*Brief*.
Go over the data and keep only the lines that include "DisplayConfig".

*Material supplied*.

/// View configuration
///
/// Everything the engine would otherwise read from process-wide settings:
/// zoom limits, margins, display toggles, peak picking, integration and 2D
/// contrast parameters, and colors. Every section defaults field by field,
/// so a partial JSON file loads.
use serde::{Deserialize, Serialize};
use std::path::Path;

use crate::error::Result;

// ─────────────────────────────────────────────────────────────────────────────
// Sections
// ─────────────────────────────────────────────────────────────────────────────

#[derive(Debug, Clone, PartialEq, Serialize, Deserialize)]
#[serde(default)]
pub struct ZoomConfig {
    pub enabled: bool,
    /// Fewest samples a zoom may leave in any spectrum
    pub min_points: usize,
    /// Smaller drags (in either axis) never commit a zoom
    pub min_drag_pixels: i32,
    pub pin_select_pixels: i32,
    pub x_divisions: u32,
    pub y_divisions: u32,
}

impl Default for ZoomConfig {
    fn default() -> Self {
        Self {
            enabled: true,
            min_points: 3,
            min_drag_pixels: 5,
            pin_select_pixels: 5,
            x_divisions: 14,
            y_divisions: 10,
        }
    }
}

#[derive(Debug, Clone, PartialEq, Serialize, Deserialize)]
#[serde(default)]
pub struct LayoutConfig {
    pub left: i32,
    pub right: i32,
    pub top: i32,
    pub bottom: i32,
    /// Vertical offset between stacked spectra, percent of plot height
    pub stack_offset_percent: i32,
}

impl Default for LayoutConfig {
    fn default() -> Self {
        Self {
            left: 60,
            right: 50,
            top: 30,
            bottom: 50,
            stack_offset_percent: 0,
        }
    }
}

#[derive(Debug, Clone, PartialEq, Serialize, Deserialize)]
#[serde(default)]
pub struct DisplayConfig {
    pub grid: bool,
    pub x_scale: bool,
    pub y_scale: bool,
    pub x_units: bool,
    pub y_units: bool,
    pub title: bool,
    pub reverse_plot: bool,
    pub link_x_zoom: bool,
}

impl Default for DisplayConfig {
    fn default() -> Self {
        Self {
            grid: true,
            x_scale: true,
            y_scale: true,
            x_units: true,
            y_units: true,
            title: true,
            reverse_plot: false,
            link_x_zoom: true,
        }
    }
}

#[derive(Debug, Clone, PartialEq, Serialize, Deserialize)]
#[serde(default)]
pub struct PeakConfig {
    /// Unset means the middle of the on-scale Y range
    pub threshold: Option<f64>,
    pub interpolate: bool,
    pub max_peaks: usize,
}

impl Default for PeakConfig {
    fn default() -> Self {
        Self {
            threshold: None,
            interpolate: true,
            max_peaks: 100,
        }
    }
}

#[derive(Debug, Clone, PartialEq, Serialize, Deserialize)]
#[serde(default)]
pub struct IntegralConfig {
    pub offset_percent: f64,
    pub range_percent: f64,
    /// Regions reading less than this are dropped
    pub min_value: f64,
    pub min_y_percent: f64,
}

impl Default for IntegralConfig {
    fn default() -> Self {
        Self {
            offset_percent: 30.0,
            range_percent: 50.0,
            min_value: 0.1,
            min_y_percent: 0.1,
        }
    }
}

#[derive(Debug, Clone, PartialEq, Serialize, Deserialize)]
#[serde(default)]
pub struct ImageConfig {
    pub min_gray: f64,
    pub max_gray: f64,
    pub max_adjust_iterations: usize,
}

impl Default for ImageConfig {
    fn default() -> Self {
        Self {
            min_gray: 0.05,
            max_gray: 0.20,
            max_adjust_iterations: 10,
        }
    }
}

// ─────────────────────────────────────────────────────────────────────────────
// Colors
// ─────────────────────────────────────────────────────────────────────────────

/// Drawing roles a canvas maps to concrete colors
#[derive(Debug, Clone, Copy, PartialEq, Eq, Hash, Serialize, Deserialize)]
pub enum ColorRole {
    Background,
    PlotArea,
    Plot,
    Grid,
    Scale,
    Units,
    Title,
    ZoomBox,
    IntegralPlot,
    PeakTab,
    CurrentBox,
    Highlight,
    Grey,
}

impl std::fmt::Display for ColorRole {
    fn fmt(&self, f: &mut std::fmt::Formatter<'_>) -> std::fmt::Result {
        match self {
            ColorRole::Background => write!(f, "background"),
            ColorRole::PlotArea => write!(f, "plot area"),
            ColorRole::Plot => write!(f, "plot"),
            ColorRole::Grid => write!(f, "grid"),
            ColorRole::Scale => write!(f, "scale"),
            ColorRole::Units => write!(f, "units"),
            ColorRole::Title => write!(f, "title"),
            ColorRole::ZoomBox => write!(f, "zoom box"),
            ColorRole::IntegralPlot => write!(f, "integral"),
            ColorRole::PeakTab => write!(f, "peak tab"),
            ColorRole::CurrentBox => write!(f, "current box"),
            ColorRole::Highlight => write!(f, "highlight"),
            ColorRole::Grey => write!(f, "grey"),
        }
    }
}

pub type Rgb = [u8; 3];

#[derive(Debug, Clone, PartialEq, Serialize, Deserialize)]
#[serde(default)]
pub struct ColorConfig {
    pub background: Rgb,
    pub plot_area: Rgb,
    pub plot: Rgb,
    pub grid: Rgb,
    pub scale: Rgb,
    pub units: Rgb,
    pub title: Rgb,
    pub zoom_box: Rgb,
    pub integral_plot: Rgb,
    pub peak_tab: Rgb,
    pub current_box: Rgb,
    pub highlight: Rgb,
    pub grey: Rgb,
    /// Per-spectrum plot colors, cycled
    pub palette: Vec<Rgb>,
}

impl Default for ColorConfig {
    fn default() -> Self {
        Self {
            background: [255, 255, 255],
            plot_area: [255, 255, 255],
            plot: [0, 0, 255],
            grid: [200, 200, 200],
            scale: [0, 0, 0],
            units: [255, 0, 0],
            title: [0, 0, 0],
            zoom_box: [100, 100, 50],
            integral_plot: [255, 0, 0],
            peak_tab: [255, 0, 0],
            current_box: [128, 0, 128],
            highlight: [255, 200, 0],
            grey: [128, 128, 128],
            palette: vec![
                [0x1f, 0x77, 0xb4],
                [0xd6, 0x27, 0x28],
                [0x2c, 0xa0, 0x2c],
                [0xff, 0x7f, 0x0e],
                [0x94, 0x67, 0xbd],
                [0x8c, 0x56, 0x4b],
                [0xe3, 0x77, 0xc2],
                [0x17, 0xbe, 0xcf],
            ],
        }
    }
}

impl ColorConfig {
    pub fn role(&self, role: ColorRole) -> Rgb {
        match role {
            ColorRole::Background => self.background,
            ColorRole::PlotArea => self.plot_area,
            ColorRole::Plot => self.plot,
            ColorRole::Grid => self.grid,
            ColorRole::Scale => self.scale,
            ColorRole::Units => self.units,
            ColorRole::Title => self.title,
            ColorRole::ZoomBox => self.zoom_box,
            ColorRole::IntegralPlot => self.integral_plot,
            ColorRole::PeakTab => self.peak_tab,
            ColorRole::CurrentBox => self.current_box,
            ColorRole::Highlight => self.highlight,
            ColorRole::Grey => self.grey,
        }
    }

    /// Plot color of spectrum `i`; the plain plot color if the palette is empty.
    pub fn plot_color(&self, i: usize) -> Rgb {
        if self.palette.is_empty() {
            self.plot
        } else {
            self.palette[i % self.palette.len()]
        }
    }
}

// ─────────────────────────────────────────────────────────────────────────────
// ViewConfig
// ─────────────────────────────────────────────────────────────────────────────

#[derive(Debug, Clone, Default, PartialEq, Serialize, Deserialize)]
#[serde(default)]
pub struct ViewConfig {
    pub zoom: ZoomConfig,
    pub layout: LayoutConfig,
    pub display: DisplayConfig,
    pub peaks: PeakConfig,
    pub integral: IntegralConfig,
    pub image: ImageConfig,
    pub colors: ColorConfig,
}

impl ViewConfig {
    pub fn from_json(json: &str) -> Result<Self> {
        Ok(serde_json::from_str(json)?)
    }

    pub fn load(path: &Path) -> Result<Self> {
        let text = std::fs::read_to_string(path)?;
        let config = Self::from_json(&text)?;
        log::info!("Loaded view configuration from {}", path.display());
        Ok(config)
    }

    pub fn to_json(&self) -> Result<String> {
        Ok(serde_json::to_string_pretty(self)?)
    }

    pub fn save(&self, path: &Path) -> Result<()> {
        std::fs::write(path, self.to_json()?)?;
        Ok(())
    }
}

#[cfg(test)]
mod tests {
    use super::*;

    #[test]
    fn test_defaults() {
        let c = ViewConfig::default();
        assert!(c.zoom.enabled);
        assert_eq!(c.zoom.min_points, 3);
        assert_eq!(c.zoom.x_divisions, 14);
        assert_eq!(c.peaks.max_peaks, 100);
        assert_eq!(c.image.max_adjust_iterations, 10);
        assert_eq!(c.integral.offset_percent, 30.0);
    }

    #[test]
    fn test_partial_json_keeps_defaults() {
        let c = ViewConfig::from_json(r#"{ "zoom": { "min_points": 7 }, "display": { "grid": false } }"#)
            .unwrap();
        assert_eq!(c.zoom.min_points, 7);
        assert_eq!(c.zoom.min_drag_pixels, 5);
        assert!(!c.display.grid);
        assert!(c.display.x_scale);
        assert_eq!(c.layout.left, 60);
    }

    #[test]
    fn test_bad_json_is_an_error() {
        assert!(ViewConfig::from_json("{ zoom: ").is_err());
    }

    #[test]
    fn test_save_and_load() {
        let mut c = ViewConfig::default();
        c.peaks.threshold = Some(2.5);
        let path = std::env::temp_dir().join(format!("view-config-{}.json", uuid::Uuid::new_v4()));
        c.save(&path).unwrap();
        let loaded = ViewConfig::load(&path).unwrap();
        std::fs::remove_file(&path).ok();
        assert_eq!(loaded, c);
    }

    #[test]
    fn test_palette_cycles() {
        let colors = ColorConfig::default();
        assert_eq!(colors.plot_color(0), colors.plot_color(colors.palette.len()));
        assert_eq!(colors.role(ColorRole::Grid), colors.grid);
    }
}
/// Per-spectrum analyses: peak picking, integration and measurements
pub mod integral;
pub mod measurement;
pub mod peaks;

pub use integral::{IntegralData, IntegralRegion, IntegrationDirection};
pub use measurement::{DefaultFormatter, Measurement, MeasurementData, MeasurementFormatter};
pub use peaks::{Peak, PeakData};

*Exercise response*.
pub struct DisplayConfig {
impl Default for DisplayConfig {
    pub display: DisplayConfig,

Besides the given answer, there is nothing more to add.